Ma non c’è solo l’amido a poter causare dei problemi legati ai batteri presenti nell’intestino tenue. In effetti, altre componenti dei glucidi possono fare male: esse sono riassunte nel nome FODMAP (oligosaccaridi, disaccaridi, monosaccaridi e polioli). In caso di proliferazione batterica, queste sostanze possono provocare i sintomi. Tuttavia, gli scienziati non sono stati in grado di fugare ogni dubbio sull’efficacia della dieta FODMAP.

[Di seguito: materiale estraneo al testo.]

use crate::prelude::*;

use super::event_summary::EventSummary;

use quick_xml::name::QName;

#[derive(Debug, thiserror::Error, From)]
/// Everything that can go wrong while reading a VTK XML document
pub enum ParseError {
    #[error("{0}")]
    MalformedXml(MalformedXml),
    #[error("{0}")]
    MalformedAttribute(MalformedAttribute),
    #[error("{0}")]
    UnexpectedElement(UnexpectedElement),
    #[error("{0}")]
    MissingAttribute(MissingAttribute),
    #[error("{0}")]
    UnexpectedAttributeValue(UnexpectedAttributeValue),
    #[error("{0}")]
    MissingElement(MissingElement),
    #[error("{0}")]
    InvalidNumber(InvalidNumber),
    #[error("{0}")]
    Base64(Base64Array),
    #[error("{0}")]
    UnsupportedDataType(UnsupportedDataType),
    #[error("{0}")]
    UnsupportedCompression(UnsupportedCompression),
    #[error("{0}")]
    AppendedOutOfBounds(AppendedOutOfBounds),
    #[error("{0}")]
    LengthMismatch(LengthMismatch),
    #[error("{0}")]
    Utf8(Utf8),
}

#[derive(From, Display, Debug)]
#[display(fmt = "failed to parse an xml element: {}", xml_err)]
pub struct MalformedXml {
    xml_err: quick_xml::Error,
}

#[derive(From, Display, Debug)]
#[display(fmt = "failed to parse an xml attribute: {}", att_err)]
pub struct MalformedAttribute {
    att_err: quick_xml::events::attributes::AttrError,
}

#[derive(From, Display, Debug)]
#[display(fmt = "element or attribute name is not valid UTF8: {}", utf8_err)]
pub struct Utf8 {
    utf8_err: std::str::Utf8Error,
}

#[derive(Display, Debug)]
#[display(
    fmt = "unexpected element. Expected `{}`, got {}",
    expected_name,
    actual_element
)]
pub struct UnexpectedElement {
    expected_name: String,
    actual_element: EventSummary,
}

impl UnexpectedElement {
    pub(crate) fn new<T: Into<String>>(expected_name: T, actual_element: EventSummary) -> Self {
        Self {
            expected_name: expected_name.into(),
            actual_element,
        }
    }
}

#[derive(Display, Debug, Constructor)]
#[display(
    fmt = "unexpected attribute value for {} in {} element: expected {}, got {}",
    attribute_name,
    element_name,
    expected_value,
    actual_value
)]
pub struct UnexpectedAttributeValue {
    pub(crate) element_name: String,
    pub(crate) attribute_name: String,
    pub(crate) expected_value: String,
    pub(crate) actual_value: ParsedNameOrBytes,
}

#[derive(Display, Debug, Constructor)]
#[display(fmt = "missing attribute `{}` in {} element", attribute_name, element_name)]
pub struct MissingAttribute {
    element_name: String,
    attribute_name: String,
}

#[derive(Display, Debug, Constructor)]
#[display(fmt = "missing `{}` element inside {} element", child_name, parent_name)]
pub struct MissingElement {
    parent_name: String,
    child_name: String,
}

#[derive(Display, Debug, Constructor)]
#[display(fmt = "failed to parse `{}` as a number in {}", value, context)]
pub struct InvalidNumber {
    context: String,
    value: String,
}

#[derive(Display, Debug, Constructor)]
#[display(fmt = "failed to decode base64 data of array `{}`: {}", array_name, source)]
pub struct Base64Array {
    array_name: String,
    source: base64::DecodeError,
}

#[derive(Display, Debug, Constructor)]
#[display(fmt = "data type `{}` of array `{}` is not supported", data_type, array_name)]
pub struct UnsupportedDataType {
    array_name: String,
    data_type: String,
}

#[derive(From, Display, Debug)]
#[display(
    fmt = "compressed files are not supported (compressor `{}`)",
    compressor
)]
pub struct UnsupportedCompression {
    compressor: String,
}

#[derive(Display, Debug, Constructor)]
#[display(
    fmt = "array `{}` at offset {} reads past the end of the {} byte appended section",
    array_name,
    offset,
    available
)]
pub struct AppendedOutOfBounds {
    array_name: String,
    offset: usize,
    available: usize,
}

#[derive(Display, Debug, Constructor)]
#[display(
    fmt = "array `{}` holds {} values, expected {}",
    array_name,
    actual,
    expected
)]
pub struct LengthMismatch {
    array_name: String,
    expected: usize,
    actual: usize,
}

#[derive(From, Display, Debug)]
pub enum ParsedNameOrBytes {
    #[display(fmt = "{}", _0)]
    Utf8(String),
    #[display(fmt = "{:?} (cannot convert to UTF8 string)", _0)]
    Bytes(Vec<u8>),
}

impl ParsedNameOrBytes {
    pub(crate) fn new(bytes: &[u8]) -> Self {
        let vec = Vec::from(bytes);
        match String::from_utf8(vec) {
            Ok(string) => Self::Utf8(string),
            Err(e) => Self::Bytes(e.into_bytes()),
        }
    }
}

impl<'a> From<QName<'a>> for ParsedNameOrBytes {
    fn from(x: QName) -> Self {
        Self::new(x.as_ref())
    }
}

impl<'a> From<&'a str> for ParsedNameOrBytes {
    fn from(x: &str) -> Self {
        Self::Utf8(x.into())
    }
}

impl ParseError {
    pub(crate) fn missing_attribute(element_name: &str, attribute_name: &str) -> Self {
        MissingAttribute::new(element_name.into(), attribute_name.into()).into()
    }

    pub(crate) fn missing_element(parent_name: &str, child_name: &str) -> Self {
        MissingElement::new(parent_name.into(), child_name.into()).into()
    }

    pub(crate) fn invalid_number<T: Into<String>>(context: T, value: &str) -> Self {
        InvalidNumber::new(context.into(), value.into()).into()
    }

    pub(crate) fn length_mismatch(array_name: &str, expected: usize, actual: usize) -> Self {
        LengthMismatch::new(array_name.into(), expected, actual).into()
    }
}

In ogni caso, i tassi di recidiva sono elevati. Il professor Peter Bauerfeind, medico a capo del dipartimento di gastroenterologia e di epatologia dell’ospedale Triemli, spiega che se si parte dal principio secondo il quale la SIBO è la conseguenza di una malattia gastro-intestinale o di una condizione post-operatoria, la patologia principale è difficilmente trattabile.
Inoltre, è complicato valutare il risultato quando si scoprono dei batteri nell’intestino tenue superiore di persone sane, poiché non si dispone di dati pertinenti.
La mia soluzione personale
Per quanto mi riguarda, sono stata aiutata da una dieta di otto settimane, nel corso delle quali non ho assunto glucidi, zuccheri e latticini. Per quanto riguarda frutta e verdura, ne ho consumata solo se il quantitativo di fruttosio contenuto era inferiore ad 1 grammo ogni 100 grammi di prodotto. Certo, il menù era un po’ scarno, ma gli effetti benefici sono stati immediati.
Nel mio caso, posso confermare inoltre l’esistenza di un legame tra cervello e intestino. Se sono stressata, affaticata o irritata, i sintomi si aggravano. È pertanto necessario che sappia gestire lo stress in modo proattivo nella quotidianità. Inoltre, non mangio prodotti a base di latte di mucca, evito numerosi frutti, gli affettati e i cibi pronti.
Malgrado tutto ciò, non mi sono ancora liberata del tutto dei sintomi. Oggi, adatto l’alimentazione in funzione dei dolori: nelle fasi positive, mi permetto un po’ di pasta, di uva o una salsiccia alla griglia.
Uno studio esaustivo sulla SIBO è stato pubblicato all’inizio del 2018 dal Forum Medico Svizzero. Esso contiene informazioni sui sintomi, le diagnosi e i metodi di trattamento.